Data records
------------------------------
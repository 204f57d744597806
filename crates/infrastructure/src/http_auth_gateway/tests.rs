use serde_json::json;
use staffdeck_application::{NewAccount, ProfileUpdate};
use staffdeck_core::AppError;
use staffdeck_domain::Role;

use super::{
    ProfileUpdateBody, RegisterRequestBody, StatusCode, UserPayload, error_for_status,
    extract_error_message, split_display_name,
};

fn payload_from(value: serde_json::Value) -> UserPayload {
    let Ok(payload) = serde_json::from_value::<UserPayload>(value) else {
        panic!("user payload did not deserialize");
    };

    payload
}

// -------------------------------------------------------------------------
// Error message extraction
// -------------------------------------------------------------------------

#[test]
fn detail_takes_priority_over_other_slots() {
    let body = json!({
        "detail": "No active account found with the given credentials",
        "error": "shadowed",
        "non_field_errors": ["shadowed"],
    })
    .to_string();

    assert_eq!(
        extract_error_message(StatusCode::UNAUTHORIZED, &body),
        "No active account found with the given credentials"
    );
}

#[test]
fn error_slot_is_used_when_detail_is_absent() {
    let body = json!({ "error": "Current password is incorrect" }).to_string();

    assert_eq!(
        extract_error_message(StatusCode::BAD_REQUEST, &body),
        "Current password is incorrect"
    );
}

#[test]
fn field_error_arrays_are_scanned_in_order() {
    let ranked = json!({
        "non_field_errors": ["Invalid credentials."],
        "email": ["Enter a valid email address."],
    })
    .to_string();
    let email_only = json!({ "email": ["Enter a valid email address."] }).to_string();
    let password_only = json!({ "password": ["This field may not be blank."] }).to_string();

    assert_eq!(
        extract_error_message(StatusCode::BAD_REQUEST, &ranked),
        "Invalid credentials."
    );
    assert_eq!(
        extract_error_message(StatusCode::BAD_REQUEST, &email_only),
        "Enter a valid email address."
    );
    assert_eq!(
        extract_error_message(StatusCode::BAD_REQUEST, &password_only),
        "This field may not be blank."
    );
}

#[test]
fn non_json_bodies_fall_back_to_the_status_line() {
    assert_eq!(
        extract_error_message(StatusCode::UNAUTHORIZED, "<html>nope</html>"),
        "Unauthorized"
    );

    let bare = StatusCode::from_u16(599).unwrap_or_else(|_| panic!("status"));
    assert_eq!(extract_error_message(bare, "{}"), "HTTP status 599");
}

#[test]
fn statuses_map_onto_the_error_taxonomy() {
    let body = json!({ "detail": "m" }).to_string();

    assert!(matches!(
        error_for_status(StatusCode::BAD_REQUEST, &body),
        AppError::Validation(_)
    ));
    assert!(matches!(
        error_for_status(StatusCode::UNAUTHORIZED, &body),
        AppError::Unauthorized(_)
    ));
    assert!(matches!(
        error_for_status(StatusCode::FORBIDDEN, &body),
        AppError::Forbidden(_)
    ));
    assert!(matches!(
        error_for_status(StatusCode::NOT_FOUND, &body),
        AppError::NotFound(_)
    ));
    assert!(matches!(
        error_for_status(StatusCode::INTERNAL_SERVER_ERROR, &body),
        AppError::Internal(_)
    ));
}

// -------------------------------------------------------------------------
// User payload mapping
// -------------------------------------------------------------------------

#[test]
fn display_name_is_built_from_the_name_pair() {
    let payload = payload_from(json!({
        "id": 7,
        "username": "lena.f",
        "first_name": "Lena",
        "last_name": "Fuchs",
        "email": "lena@example.com",
        "role": "manager",
        "department": "Engineering",
        "avatar": null,
    }));

    let user = payload.into_user();
    assert!(
        matches!(user, Ok(user) if user.name() == "Lena Fuchs" && user.id().as_str() == "7")
    );
}

#[test]
fn display_name_falls_back_to_username_then_email() {
    let from_username = payload_from(json!({
        "id": "8",
        "username": "omar.h",
        "first_name": "",
        "email": "omar@example.com",
        "role": "employee",
    }));
    let from_email = payload_from(json!({
        "id": "9",
        "email": "ana@example.com",
        "role": "employee",
    }));

    assert!(matches!(from_username.into_user(), Ok(user) if user.name() == "omar.h"));
    assert!(matches!(from_email.into_user(), Ok(user) if user.name() == "ana@example.com"));
}

#[test]
fn explicit_name_wins_over_the_pair() {
    let payload = payload_from(json!({
        "id": 1,
        "name": "Dr. Priya Sharma",
        "first_name": "Priya",
        "last_name": "Sharma",
        "email": "priya@example.com",
        "role": "admin",
    }));

    assert!(matches!(payload.into_user(), Ok(user) if user.name() == "Dr. Priya Sharma"));
}

#[test]
fn unknown_role_is_a_malformed_payload() {
    let payload = payload_from(json!({
        "id": 2,
        "email": "root@example.com",
        "role": "superuser",
    }));

    assert!(matches!(payload.into_user(), Err(AppError::Transport(_))));
}

#[test]
fn missing_department_becomes_empty() {
    let payload = payload_from(json!({
        "id": 3,
        "email": "sam@example.com",
        "role": "employee",
    }));

    assert!(matches!(payload.into_user(), Ok(user) if user.department().is_empty()));
}

// -------------------------------------------------------------------------
// Request body shaping
// -------------------------------------------------------------------------

#[test]
fn display_name_splits_into_the_wire_pair() {
    assert_eq!(
        split_display_name("Ana de Souza"),
        ("Ana".to_owned(), "de Souza".to_owned())
    );
    assert_eq!(split_display_name("Cher"), ("Cher".to_owned(), String::new()));
}

#[test]
fn profile_body_omits_untouched_fields() {
    let update = ProfileUpdate {
        name: Some("Ana de Souza".to_owned()),
        ..ProfileUpdate::default()
    };

    let body = serde_json::to_value(ProfileUpdateBody::from_update(&update));
    let Ok(body) = body else {
        panic!("profile body did not serialize");
    };

    assert_eq!(body.get("first_name").and_then(|v| v.as_str()), Some("Ana"));
    assert_eq!(
        body.get("last_name").and_then(|v| v.as_str()),
        Some("de Souza")
    );
    assert!(body.get("email").is_none());
    assert!(body.get("department").is_none());
    assert!(body.get("avatar").is_none());
}

#[test]
fn empty_profile_update_serializes_to_an_empty_object() {
    let body = serde_json::to_value(ProfileUpdateBody::from_update(&ProfileUpdate::default()));

    assert!(matches!(body, Ok(value) if value == json!({})));
}

#[test]
fn register_body_derives_the_login_name_from_the_email() {
    let account = NewAccount {
        email: "lena.fuchs@example.com".to_owned(),
        password: "s3cret".to_owned(),
        name: "Lena Fuchs".to_owned(),
        role: Role::Manager,
        department: "Engineering".to_owned(),
    };

    let body = serde_json::to_value(RegisterRequestBody::from_account(&account));
    let Ok(body) = body else {
        panic!("register body did not serialize");
    };

    assert_eq!(
        body.get("username").and_then(|v| v.as_str()),
        Some("lena.fuchs")
    );
    assert_eq!(body.get("first_name").and_then(|v| v.as_str()), Some("Lena"));
    assert_eq!(body.get("last_name").and_then(|v| v.as_str()), Some("Fuchs"));
    assert_eq!(body.get("role").and_then(|v| v.as_str()), Some("manager"));
}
------------------------------
*Your task*.
Working through the records, find each line containing the word "Souza" and copy it.

*Output for this exercise*.
        split_display_name("Ana de Souza"),
        ("Ana".to_owned(), "de Souza".to_owned())
        name: Some("Ana de Souza".to_owned()),
        Some("de Souza")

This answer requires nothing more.